What you should do — Determine the number of lines in the data that contain "when". Answer with that number only.

........

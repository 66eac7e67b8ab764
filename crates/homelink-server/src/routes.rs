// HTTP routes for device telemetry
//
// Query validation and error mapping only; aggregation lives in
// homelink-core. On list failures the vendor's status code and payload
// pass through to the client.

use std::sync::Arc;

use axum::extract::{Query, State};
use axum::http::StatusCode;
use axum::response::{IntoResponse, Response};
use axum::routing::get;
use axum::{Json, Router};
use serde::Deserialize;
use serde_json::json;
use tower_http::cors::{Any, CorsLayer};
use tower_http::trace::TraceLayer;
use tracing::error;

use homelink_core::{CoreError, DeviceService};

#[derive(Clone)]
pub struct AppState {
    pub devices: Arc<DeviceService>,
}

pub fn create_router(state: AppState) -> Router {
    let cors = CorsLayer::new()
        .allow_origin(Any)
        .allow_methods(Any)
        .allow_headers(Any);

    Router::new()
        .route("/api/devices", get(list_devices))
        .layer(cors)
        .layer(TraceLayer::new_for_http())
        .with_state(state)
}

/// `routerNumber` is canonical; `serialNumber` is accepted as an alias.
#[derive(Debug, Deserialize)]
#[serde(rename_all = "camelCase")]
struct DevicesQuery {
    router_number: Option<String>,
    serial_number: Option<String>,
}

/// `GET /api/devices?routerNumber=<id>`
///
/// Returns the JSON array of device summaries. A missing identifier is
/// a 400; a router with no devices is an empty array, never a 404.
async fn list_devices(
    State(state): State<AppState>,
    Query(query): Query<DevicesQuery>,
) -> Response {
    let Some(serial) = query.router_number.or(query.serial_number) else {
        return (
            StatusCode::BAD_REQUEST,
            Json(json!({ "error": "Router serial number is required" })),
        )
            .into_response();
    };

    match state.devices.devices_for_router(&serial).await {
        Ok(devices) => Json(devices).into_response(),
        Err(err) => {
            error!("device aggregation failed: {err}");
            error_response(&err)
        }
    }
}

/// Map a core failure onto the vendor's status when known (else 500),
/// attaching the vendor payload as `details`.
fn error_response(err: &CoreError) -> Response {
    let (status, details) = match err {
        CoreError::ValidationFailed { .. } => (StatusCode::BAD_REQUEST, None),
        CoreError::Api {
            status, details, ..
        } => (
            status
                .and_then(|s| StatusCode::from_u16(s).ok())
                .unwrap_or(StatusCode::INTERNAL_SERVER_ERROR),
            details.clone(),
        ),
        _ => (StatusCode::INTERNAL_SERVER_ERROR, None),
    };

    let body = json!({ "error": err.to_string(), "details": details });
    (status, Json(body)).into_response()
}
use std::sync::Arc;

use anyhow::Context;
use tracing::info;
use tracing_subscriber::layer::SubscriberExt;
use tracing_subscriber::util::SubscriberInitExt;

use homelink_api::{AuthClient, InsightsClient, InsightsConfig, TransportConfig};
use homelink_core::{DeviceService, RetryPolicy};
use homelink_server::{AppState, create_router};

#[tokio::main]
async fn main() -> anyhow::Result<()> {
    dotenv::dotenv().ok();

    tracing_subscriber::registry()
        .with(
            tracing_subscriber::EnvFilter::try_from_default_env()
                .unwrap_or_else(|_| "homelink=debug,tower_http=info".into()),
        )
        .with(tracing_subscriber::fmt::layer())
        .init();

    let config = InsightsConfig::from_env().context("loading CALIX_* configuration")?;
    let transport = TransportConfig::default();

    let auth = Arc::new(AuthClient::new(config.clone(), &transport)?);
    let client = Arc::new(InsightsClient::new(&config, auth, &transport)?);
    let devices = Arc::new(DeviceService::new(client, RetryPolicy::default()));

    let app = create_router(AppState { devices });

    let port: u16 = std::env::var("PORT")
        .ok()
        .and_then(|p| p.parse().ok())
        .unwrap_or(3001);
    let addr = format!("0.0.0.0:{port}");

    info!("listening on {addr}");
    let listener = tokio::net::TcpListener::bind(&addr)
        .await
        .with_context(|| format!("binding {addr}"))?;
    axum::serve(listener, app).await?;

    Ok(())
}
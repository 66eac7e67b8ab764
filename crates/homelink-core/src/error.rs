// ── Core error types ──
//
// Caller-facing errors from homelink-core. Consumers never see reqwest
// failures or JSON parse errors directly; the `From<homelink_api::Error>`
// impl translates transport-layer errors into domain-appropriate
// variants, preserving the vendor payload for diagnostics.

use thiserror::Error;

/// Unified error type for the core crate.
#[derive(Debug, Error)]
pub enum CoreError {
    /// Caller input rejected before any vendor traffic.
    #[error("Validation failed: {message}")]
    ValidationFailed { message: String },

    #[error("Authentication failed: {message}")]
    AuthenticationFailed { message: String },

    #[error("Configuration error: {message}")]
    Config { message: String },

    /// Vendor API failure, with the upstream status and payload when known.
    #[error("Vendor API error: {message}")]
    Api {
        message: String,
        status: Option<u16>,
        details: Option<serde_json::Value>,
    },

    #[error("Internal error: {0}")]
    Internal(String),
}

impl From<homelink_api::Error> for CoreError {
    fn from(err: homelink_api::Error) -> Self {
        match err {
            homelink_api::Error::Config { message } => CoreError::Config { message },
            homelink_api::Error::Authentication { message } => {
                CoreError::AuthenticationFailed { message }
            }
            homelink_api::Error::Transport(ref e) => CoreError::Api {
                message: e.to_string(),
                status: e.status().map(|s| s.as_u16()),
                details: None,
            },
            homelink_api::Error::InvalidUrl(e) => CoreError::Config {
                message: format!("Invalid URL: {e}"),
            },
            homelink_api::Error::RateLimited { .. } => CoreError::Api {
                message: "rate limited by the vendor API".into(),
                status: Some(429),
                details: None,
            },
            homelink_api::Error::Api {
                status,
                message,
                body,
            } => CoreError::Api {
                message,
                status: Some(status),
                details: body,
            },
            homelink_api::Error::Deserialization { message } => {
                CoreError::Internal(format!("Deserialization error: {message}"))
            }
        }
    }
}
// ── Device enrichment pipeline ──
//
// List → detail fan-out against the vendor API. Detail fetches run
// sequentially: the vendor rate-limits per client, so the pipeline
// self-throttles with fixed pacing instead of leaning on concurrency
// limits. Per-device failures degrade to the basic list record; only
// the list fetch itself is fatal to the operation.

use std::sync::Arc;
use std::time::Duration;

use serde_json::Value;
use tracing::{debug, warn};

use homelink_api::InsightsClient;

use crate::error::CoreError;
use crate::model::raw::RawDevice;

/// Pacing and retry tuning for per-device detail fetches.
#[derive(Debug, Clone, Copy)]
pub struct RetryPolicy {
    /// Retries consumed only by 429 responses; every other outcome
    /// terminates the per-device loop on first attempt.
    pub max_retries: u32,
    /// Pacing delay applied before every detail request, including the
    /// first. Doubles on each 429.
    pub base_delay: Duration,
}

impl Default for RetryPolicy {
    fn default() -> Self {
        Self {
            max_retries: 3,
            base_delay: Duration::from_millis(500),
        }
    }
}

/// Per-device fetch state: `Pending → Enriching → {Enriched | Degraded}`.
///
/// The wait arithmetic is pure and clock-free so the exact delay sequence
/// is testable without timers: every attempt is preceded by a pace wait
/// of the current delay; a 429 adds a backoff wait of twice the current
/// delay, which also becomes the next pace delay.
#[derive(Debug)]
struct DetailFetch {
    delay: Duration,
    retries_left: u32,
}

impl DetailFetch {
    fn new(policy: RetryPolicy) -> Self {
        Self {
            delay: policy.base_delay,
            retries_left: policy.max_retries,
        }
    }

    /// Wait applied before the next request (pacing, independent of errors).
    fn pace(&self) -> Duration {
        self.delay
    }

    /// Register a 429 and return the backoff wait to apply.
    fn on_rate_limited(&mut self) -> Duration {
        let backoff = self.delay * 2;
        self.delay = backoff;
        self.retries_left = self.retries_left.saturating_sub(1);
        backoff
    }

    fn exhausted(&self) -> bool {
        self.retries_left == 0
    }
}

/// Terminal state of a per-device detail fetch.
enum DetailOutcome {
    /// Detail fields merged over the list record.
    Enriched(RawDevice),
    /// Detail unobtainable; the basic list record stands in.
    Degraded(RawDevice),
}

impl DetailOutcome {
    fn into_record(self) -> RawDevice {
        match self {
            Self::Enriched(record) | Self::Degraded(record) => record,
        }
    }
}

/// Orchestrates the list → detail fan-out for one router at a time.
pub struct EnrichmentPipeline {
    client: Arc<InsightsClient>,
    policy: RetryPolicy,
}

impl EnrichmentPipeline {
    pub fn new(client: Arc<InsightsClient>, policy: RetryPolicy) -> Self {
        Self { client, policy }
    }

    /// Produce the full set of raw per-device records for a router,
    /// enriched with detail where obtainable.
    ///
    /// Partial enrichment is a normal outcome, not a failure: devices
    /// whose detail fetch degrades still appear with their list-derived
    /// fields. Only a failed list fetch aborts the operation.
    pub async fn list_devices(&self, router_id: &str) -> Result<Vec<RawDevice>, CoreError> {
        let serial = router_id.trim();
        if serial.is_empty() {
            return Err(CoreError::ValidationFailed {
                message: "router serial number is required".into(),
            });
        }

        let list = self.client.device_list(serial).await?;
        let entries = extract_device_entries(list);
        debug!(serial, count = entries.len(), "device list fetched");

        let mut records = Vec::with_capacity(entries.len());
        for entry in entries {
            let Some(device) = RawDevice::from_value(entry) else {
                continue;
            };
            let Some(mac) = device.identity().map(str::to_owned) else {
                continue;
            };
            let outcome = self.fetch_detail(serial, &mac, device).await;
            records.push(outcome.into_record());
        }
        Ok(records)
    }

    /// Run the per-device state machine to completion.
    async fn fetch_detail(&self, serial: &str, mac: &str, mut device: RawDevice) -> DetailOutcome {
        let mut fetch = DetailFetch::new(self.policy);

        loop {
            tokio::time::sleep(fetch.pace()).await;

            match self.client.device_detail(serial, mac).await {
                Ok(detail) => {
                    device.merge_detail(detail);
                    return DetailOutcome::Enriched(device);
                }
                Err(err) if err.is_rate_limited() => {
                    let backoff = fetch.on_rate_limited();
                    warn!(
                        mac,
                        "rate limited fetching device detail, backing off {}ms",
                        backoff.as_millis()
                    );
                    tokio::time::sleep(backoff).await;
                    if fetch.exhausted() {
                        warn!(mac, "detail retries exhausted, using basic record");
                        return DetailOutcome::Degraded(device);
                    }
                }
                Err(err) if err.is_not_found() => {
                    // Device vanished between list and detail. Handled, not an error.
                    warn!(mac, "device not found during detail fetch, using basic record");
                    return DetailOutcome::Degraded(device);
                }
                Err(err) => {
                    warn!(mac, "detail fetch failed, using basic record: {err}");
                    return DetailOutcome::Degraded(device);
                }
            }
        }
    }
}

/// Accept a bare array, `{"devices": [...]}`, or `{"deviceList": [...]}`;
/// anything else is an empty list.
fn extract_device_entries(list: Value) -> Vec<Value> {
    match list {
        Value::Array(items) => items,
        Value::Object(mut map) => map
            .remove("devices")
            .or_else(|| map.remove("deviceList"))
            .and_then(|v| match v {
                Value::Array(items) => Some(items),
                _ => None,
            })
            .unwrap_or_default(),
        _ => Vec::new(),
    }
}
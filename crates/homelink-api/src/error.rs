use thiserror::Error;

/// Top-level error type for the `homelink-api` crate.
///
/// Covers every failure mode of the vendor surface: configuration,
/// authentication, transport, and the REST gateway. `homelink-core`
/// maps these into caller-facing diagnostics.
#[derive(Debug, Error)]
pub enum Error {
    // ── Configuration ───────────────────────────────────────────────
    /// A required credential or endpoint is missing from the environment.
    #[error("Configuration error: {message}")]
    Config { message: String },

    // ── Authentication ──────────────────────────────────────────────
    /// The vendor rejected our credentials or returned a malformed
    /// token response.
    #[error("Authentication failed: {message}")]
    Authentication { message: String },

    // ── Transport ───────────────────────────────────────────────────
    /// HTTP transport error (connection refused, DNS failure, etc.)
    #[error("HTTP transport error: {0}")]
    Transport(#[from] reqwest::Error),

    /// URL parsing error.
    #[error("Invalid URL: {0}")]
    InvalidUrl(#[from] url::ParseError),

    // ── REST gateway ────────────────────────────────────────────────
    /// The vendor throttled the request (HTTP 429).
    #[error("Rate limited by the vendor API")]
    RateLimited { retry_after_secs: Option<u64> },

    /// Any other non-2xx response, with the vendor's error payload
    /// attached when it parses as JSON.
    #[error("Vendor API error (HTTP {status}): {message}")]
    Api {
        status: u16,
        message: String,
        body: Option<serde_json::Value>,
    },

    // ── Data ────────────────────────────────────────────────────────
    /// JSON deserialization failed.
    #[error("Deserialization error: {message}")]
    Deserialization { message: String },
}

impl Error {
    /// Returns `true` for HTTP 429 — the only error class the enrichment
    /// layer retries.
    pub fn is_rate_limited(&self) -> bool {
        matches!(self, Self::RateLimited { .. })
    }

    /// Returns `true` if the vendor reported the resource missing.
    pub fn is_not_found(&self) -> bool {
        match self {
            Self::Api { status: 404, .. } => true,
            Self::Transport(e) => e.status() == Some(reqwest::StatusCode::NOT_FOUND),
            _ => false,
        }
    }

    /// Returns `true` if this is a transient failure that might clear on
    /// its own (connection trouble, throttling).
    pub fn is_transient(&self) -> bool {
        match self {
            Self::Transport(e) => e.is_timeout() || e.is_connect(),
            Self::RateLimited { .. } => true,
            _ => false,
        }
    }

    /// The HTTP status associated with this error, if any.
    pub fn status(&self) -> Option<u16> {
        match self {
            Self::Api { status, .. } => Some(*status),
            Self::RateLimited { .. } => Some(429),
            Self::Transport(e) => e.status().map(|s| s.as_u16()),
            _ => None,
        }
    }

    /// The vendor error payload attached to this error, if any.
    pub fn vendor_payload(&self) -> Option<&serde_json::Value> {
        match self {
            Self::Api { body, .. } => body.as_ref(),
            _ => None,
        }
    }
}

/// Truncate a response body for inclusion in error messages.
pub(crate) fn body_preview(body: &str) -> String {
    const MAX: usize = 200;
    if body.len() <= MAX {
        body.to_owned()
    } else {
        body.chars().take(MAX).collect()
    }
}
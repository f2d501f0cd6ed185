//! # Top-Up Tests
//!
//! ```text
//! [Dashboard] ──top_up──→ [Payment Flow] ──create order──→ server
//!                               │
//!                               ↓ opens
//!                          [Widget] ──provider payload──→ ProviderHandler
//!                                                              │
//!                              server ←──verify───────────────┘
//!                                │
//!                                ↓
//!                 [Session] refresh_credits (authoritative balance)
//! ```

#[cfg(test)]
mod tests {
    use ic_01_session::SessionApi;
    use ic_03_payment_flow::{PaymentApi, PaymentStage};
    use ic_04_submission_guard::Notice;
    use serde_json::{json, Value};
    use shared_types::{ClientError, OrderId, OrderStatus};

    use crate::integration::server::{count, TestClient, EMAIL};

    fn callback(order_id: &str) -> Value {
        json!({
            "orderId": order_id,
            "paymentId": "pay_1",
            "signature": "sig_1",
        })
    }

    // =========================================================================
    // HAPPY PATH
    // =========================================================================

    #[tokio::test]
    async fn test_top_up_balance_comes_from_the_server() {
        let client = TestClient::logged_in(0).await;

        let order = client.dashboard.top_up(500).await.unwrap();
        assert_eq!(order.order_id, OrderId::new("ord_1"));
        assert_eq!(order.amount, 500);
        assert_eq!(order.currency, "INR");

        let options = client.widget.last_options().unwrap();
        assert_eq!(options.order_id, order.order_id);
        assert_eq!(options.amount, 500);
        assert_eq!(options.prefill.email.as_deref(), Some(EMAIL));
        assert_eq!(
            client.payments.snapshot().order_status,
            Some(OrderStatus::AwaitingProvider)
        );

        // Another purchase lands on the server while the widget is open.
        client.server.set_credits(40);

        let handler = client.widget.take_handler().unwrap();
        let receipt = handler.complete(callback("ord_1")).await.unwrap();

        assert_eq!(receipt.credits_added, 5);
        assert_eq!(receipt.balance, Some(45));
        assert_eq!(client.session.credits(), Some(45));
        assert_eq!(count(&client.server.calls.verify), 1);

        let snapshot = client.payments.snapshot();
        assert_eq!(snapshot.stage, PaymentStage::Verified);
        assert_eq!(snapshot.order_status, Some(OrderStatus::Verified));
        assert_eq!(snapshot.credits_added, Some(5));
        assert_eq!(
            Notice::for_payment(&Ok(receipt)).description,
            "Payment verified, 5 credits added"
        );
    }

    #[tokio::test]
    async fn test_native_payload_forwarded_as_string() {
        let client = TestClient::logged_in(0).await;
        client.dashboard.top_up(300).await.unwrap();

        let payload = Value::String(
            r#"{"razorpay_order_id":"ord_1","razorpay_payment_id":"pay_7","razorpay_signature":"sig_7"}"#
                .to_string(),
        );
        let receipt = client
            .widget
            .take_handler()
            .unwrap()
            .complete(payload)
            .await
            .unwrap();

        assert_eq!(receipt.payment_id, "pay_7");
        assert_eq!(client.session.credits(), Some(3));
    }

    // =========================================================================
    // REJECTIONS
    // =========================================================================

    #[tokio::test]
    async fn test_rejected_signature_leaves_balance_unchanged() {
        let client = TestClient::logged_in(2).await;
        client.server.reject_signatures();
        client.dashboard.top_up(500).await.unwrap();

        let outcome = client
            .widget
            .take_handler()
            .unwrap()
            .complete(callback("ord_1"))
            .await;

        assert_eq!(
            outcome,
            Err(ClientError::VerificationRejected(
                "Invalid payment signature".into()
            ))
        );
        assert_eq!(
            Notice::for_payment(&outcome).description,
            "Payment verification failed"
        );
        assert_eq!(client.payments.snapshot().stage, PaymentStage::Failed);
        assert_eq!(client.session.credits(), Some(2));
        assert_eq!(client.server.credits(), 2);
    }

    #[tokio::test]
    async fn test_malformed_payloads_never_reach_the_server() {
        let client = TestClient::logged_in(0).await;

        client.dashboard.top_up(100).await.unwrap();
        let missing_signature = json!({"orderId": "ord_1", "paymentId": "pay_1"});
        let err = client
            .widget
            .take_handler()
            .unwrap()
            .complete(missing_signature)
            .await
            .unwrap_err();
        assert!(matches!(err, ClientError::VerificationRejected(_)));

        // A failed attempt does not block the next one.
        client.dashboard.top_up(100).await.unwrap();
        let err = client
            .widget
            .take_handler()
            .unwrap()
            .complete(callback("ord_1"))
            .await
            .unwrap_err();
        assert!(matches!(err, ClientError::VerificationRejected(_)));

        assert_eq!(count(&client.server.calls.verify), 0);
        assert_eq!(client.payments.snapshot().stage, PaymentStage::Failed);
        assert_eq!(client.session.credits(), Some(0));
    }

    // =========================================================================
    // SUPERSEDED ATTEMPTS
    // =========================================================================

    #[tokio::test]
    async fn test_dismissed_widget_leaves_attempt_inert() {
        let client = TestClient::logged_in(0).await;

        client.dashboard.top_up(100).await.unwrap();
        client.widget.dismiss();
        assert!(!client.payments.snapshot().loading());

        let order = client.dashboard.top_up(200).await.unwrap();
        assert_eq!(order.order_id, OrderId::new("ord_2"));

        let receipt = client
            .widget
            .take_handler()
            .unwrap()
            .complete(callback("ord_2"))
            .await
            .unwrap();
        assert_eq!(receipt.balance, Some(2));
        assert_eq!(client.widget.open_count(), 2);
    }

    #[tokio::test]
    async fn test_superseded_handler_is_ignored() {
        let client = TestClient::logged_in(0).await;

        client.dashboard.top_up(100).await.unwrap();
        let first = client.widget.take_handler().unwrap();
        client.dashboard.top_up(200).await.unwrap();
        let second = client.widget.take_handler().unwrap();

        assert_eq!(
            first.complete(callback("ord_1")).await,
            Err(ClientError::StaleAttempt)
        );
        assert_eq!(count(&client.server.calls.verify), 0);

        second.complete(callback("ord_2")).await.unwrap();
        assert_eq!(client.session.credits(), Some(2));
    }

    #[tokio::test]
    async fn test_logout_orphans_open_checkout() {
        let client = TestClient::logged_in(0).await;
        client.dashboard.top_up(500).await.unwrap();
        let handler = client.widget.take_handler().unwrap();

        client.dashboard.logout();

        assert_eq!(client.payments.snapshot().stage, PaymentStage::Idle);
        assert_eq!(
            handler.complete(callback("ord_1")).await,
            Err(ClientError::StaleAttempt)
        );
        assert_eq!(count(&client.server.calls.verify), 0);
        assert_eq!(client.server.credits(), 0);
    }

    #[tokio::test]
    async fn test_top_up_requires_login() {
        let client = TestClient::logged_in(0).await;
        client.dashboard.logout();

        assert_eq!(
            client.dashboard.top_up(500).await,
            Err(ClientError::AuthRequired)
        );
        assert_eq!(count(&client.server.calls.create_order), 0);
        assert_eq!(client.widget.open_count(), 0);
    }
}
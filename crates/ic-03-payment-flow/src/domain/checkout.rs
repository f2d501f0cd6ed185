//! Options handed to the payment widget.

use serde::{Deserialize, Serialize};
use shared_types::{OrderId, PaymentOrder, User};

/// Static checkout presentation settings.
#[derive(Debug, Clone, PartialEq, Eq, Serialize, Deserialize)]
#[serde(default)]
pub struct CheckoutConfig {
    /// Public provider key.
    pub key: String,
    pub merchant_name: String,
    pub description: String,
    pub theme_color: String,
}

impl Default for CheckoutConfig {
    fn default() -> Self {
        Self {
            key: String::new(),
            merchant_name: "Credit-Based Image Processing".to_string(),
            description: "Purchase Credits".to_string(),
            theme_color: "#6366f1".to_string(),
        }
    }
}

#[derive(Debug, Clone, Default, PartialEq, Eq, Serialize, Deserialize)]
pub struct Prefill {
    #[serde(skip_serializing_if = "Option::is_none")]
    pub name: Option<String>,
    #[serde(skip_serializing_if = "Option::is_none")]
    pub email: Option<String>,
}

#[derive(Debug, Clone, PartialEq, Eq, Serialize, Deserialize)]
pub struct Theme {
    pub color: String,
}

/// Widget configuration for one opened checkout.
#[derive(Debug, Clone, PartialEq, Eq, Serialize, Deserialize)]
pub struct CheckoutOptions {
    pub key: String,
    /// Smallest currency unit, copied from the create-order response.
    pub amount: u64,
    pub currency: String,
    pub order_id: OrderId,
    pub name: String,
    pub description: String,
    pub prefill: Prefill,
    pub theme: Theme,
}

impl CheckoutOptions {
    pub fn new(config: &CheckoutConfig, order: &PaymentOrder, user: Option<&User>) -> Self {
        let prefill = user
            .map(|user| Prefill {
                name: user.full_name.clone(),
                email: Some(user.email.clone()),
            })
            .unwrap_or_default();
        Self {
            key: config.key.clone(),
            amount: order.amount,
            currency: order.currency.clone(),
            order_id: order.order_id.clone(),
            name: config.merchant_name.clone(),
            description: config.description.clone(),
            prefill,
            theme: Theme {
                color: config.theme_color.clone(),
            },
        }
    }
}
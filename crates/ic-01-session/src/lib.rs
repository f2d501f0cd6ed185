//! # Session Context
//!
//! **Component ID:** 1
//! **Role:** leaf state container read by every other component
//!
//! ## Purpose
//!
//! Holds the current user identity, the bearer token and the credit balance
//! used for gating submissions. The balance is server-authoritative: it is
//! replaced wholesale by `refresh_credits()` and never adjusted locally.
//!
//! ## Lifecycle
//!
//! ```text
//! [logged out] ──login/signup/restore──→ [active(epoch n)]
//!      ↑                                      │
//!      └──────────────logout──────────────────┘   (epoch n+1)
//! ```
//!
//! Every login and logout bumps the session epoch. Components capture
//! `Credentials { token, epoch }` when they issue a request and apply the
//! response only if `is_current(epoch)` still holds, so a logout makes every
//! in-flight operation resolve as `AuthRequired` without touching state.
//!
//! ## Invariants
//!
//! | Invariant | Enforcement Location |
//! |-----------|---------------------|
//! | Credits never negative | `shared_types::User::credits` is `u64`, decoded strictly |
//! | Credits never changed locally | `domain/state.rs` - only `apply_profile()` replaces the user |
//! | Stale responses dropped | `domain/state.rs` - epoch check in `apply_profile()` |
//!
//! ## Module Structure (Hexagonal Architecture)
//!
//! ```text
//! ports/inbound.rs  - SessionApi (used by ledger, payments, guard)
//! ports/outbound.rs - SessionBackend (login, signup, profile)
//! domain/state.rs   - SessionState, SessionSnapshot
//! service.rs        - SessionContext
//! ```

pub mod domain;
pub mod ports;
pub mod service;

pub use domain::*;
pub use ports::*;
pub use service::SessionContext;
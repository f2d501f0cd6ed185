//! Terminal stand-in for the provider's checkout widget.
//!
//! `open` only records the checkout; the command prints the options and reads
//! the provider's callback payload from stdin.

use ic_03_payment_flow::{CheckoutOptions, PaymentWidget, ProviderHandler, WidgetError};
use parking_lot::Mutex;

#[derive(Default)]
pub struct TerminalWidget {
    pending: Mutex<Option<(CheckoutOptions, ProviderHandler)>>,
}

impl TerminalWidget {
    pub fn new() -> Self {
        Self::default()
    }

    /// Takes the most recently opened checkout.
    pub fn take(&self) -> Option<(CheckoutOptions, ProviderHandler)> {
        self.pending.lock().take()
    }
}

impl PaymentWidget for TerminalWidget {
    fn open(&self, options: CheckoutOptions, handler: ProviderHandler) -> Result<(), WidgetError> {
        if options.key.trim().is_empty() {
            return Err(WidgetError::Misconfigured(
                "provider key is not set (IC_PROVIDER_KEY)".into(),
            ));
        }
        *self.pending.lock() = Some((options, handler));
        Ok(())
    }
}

........

Task solution — 4